With the Mongol invasion, Chinese elements influenced Iranian embroidery. Although no examples from this period remain, it is certain that this tradition continued into the 15th, 16th, and 17th centuries. Travelers such as Chardin often praised Iranian embroidery and goldwork, believing them to be superior to European and Turkish work. The history of embroidery in Iran can be traced through artifacts from the Persepolis ruins and the uncovered tiles in Shush, where garments worn by courtiers and guards were intricately decorated, often with embroidery. Archaeological evidence suggests that embroidery existed in ancient Persia during the Achaemenid period. The oldest known example of Iranian goldwork dates back to the Seljuk era.
The technique involves sewing gold thread around small golden or silver sequins, which are then arranged around a template formed by punching a hole in the center of a large round sequin. The small sequins and gold thread cover the template, creating a pattern of small flowers. These flowers are arranged in a continuous line, creating a decorative strip. This technique has a history that is difficult to trace precisely, but it became widespread in the Hormozgan region after the Safavid era. During that time, it was commonly used to decorate scarves, collars, hems of skirts, trousers, cuffs, and sleeves, especially in the cities of Bandar Lengeh, Minab, and Bandar Abbas.
Large perforated round sequins
Small golden or occasionally silver sequins
Gold thread
Needles
Velvet or wool fabric in navy, black, or satin
The designs used in Kamme Doozi primarily feature flowers and plants, with the following motifs commonly seen:
Islami Patterns: Decorative plant-like motifs with spiraling stems, typically referred to as "tendril patterns" among women.
Khatayi or Khatai Flowers: A key design in Iranian decorative arts, combining flowers, buds, and leaves. The flowers in Kamme Doozi typically feature three, six, or twelve petals, often derived from the lotus flower or based on the royal “Shah Abasi” floral patterns, which link curved lines and leaf shapes.
Bracelet Motif: Derived from the shape of bracelets or necklaces that ancient Iranians used to gift to warriors, these motifs are often seen on collar and cuff edges.
Boteh Jegheh: A rich and symbolic motif representing the cypress tree with a curved top, interpreted in various ways as fig, almond, or palm flowers. This design is often used to decorate the hems of women's trousers.
Mihrab Pattern: Inspired by the prayer niche in mosques, this design includes columns, chandeliers, flowers, and leaves.

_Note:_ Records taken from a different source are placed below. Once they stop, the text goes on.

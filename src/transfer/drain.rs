use crate::domain::GroupingLabels;
use crate::sink::{SinkEndpoint, SinkError};
use crate::source::SourceEndpoint;
use std::sync::Arc;
use std::time::Duration;
use tokio::task::JoinSet;
use tokio::time::{Instant, timeout_at};
use tracing::{debug, error, warn};

/// Result of deleting one source's job group from one sink.
#[derive(Debug)]
pub struct DeleteOutcome {
    pub source: String,
    pub sink: String,
    pub result: Result<(), SinkError>,
}

/// Every delete issued during the shutdown drain.
#[derive(Debug, Default)]
pub struct DrainReport {
    pub outcomes: Vec<DeleteOutcome>,
}

impl DrainReport {
    pub fn succeeded(&self) -> usize {
        self.outcomes
            .iter()
            .filter(|outcome| outcome.result.is_ok())
            .count()
    }

    pub fn failed(&self) -> usize {
        self.outcomes.len() - self.succeeded()
    }

    pub fn failures(&self) -> impl Iterator<Item = &DeleteOutcome> {
        self.outcomes.iter().filter(|outcome| outcome.result.is_err())
    }

    pub fn is_clean(&self) -> bool {
        self.failed() == 0
    }
}

/// Deletes every (source, sink) job group concurrently under one deadline.
pub(crate) async fn drain(
    sources: &[SourceEndpoint],
    sinks: &[SinkEndpoint],
    grouping: &Arc<GroupingLabels>,
    timeout: Duration,
) -> DrainReport {
    let deadline = Instant::now() + timeout;
    let mut deletes = JoinSet::new();

    for (source_index, source) in sources.iter().enumerate() {
        for (sink_index, sink) in sinks.iter().enumerate() {
            let job = source.name().to_string();
            let sink = sink.clone();
            let grouping = Arc::clone(grouping);
            deletes.spawn(async move {
                let result = match timeout_at(deadline, sink.delete(&job, &grouping)).await {
                    Ok(result) => result,
                    Err(_) => Err(SinkError::DeadlineExceeded(timeout)),
                };
                let outcome = DeleteOutcome {
                    source: job,
                    sink: sink.name().to_string(),
                    result,
                };
                ((source_index, sink_index), outcome)
            });
        }
    }

    let mut outcomes = Vec::with_capacity(sources.len() * sinks.len());
    while let Some(joined) = deletes.join_next().await {
        match joined {
            Ok((order, outcome)) => {
                match &outcome.result {
                    Ok(()) => debug!(
                        sink = %outcome.sink,
                        job = %outcome.source,
                        "Delete succeeded"
                    ),
                    Err(err) => warn!(
                        sink = %outcome.sink,
                        job = %outcome.source,
                        error = %err,
                        "Delete failed"
                    ),
                }
                outcomes.push((order, outcome));
            }
            Err(err) => error!("Delete task failed: {err}"),
        }
    }

    outcomes.sort_by_key(|(order, _)| *order);
    DrainReport {
        outcomes: outcomes.into_iter().map(|(_, outcome)| outcome).collect(),
    }
}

Branch Pattern: Based on the date palm tree, which holds symbolic importance for people in southern Iran. It is believed that for every palm tree cut down, another must be planted.
Final Thoughts
Despite its rich tradition, the use of Kamme Doozi has been facing challenges in recent times. Factors such as uncontrolled copying of non-native motifs, the influx of inexpensive mass-produced items from Pakistan, rising costs of Kamme Doozi products, lack of raw materials, and the adoption of newer methods (like painting with acrylic gold instead of using gold thread for faster production and lower costs) have led to a decline in its practice. This has put the art of Kamme Doozi at significant risk.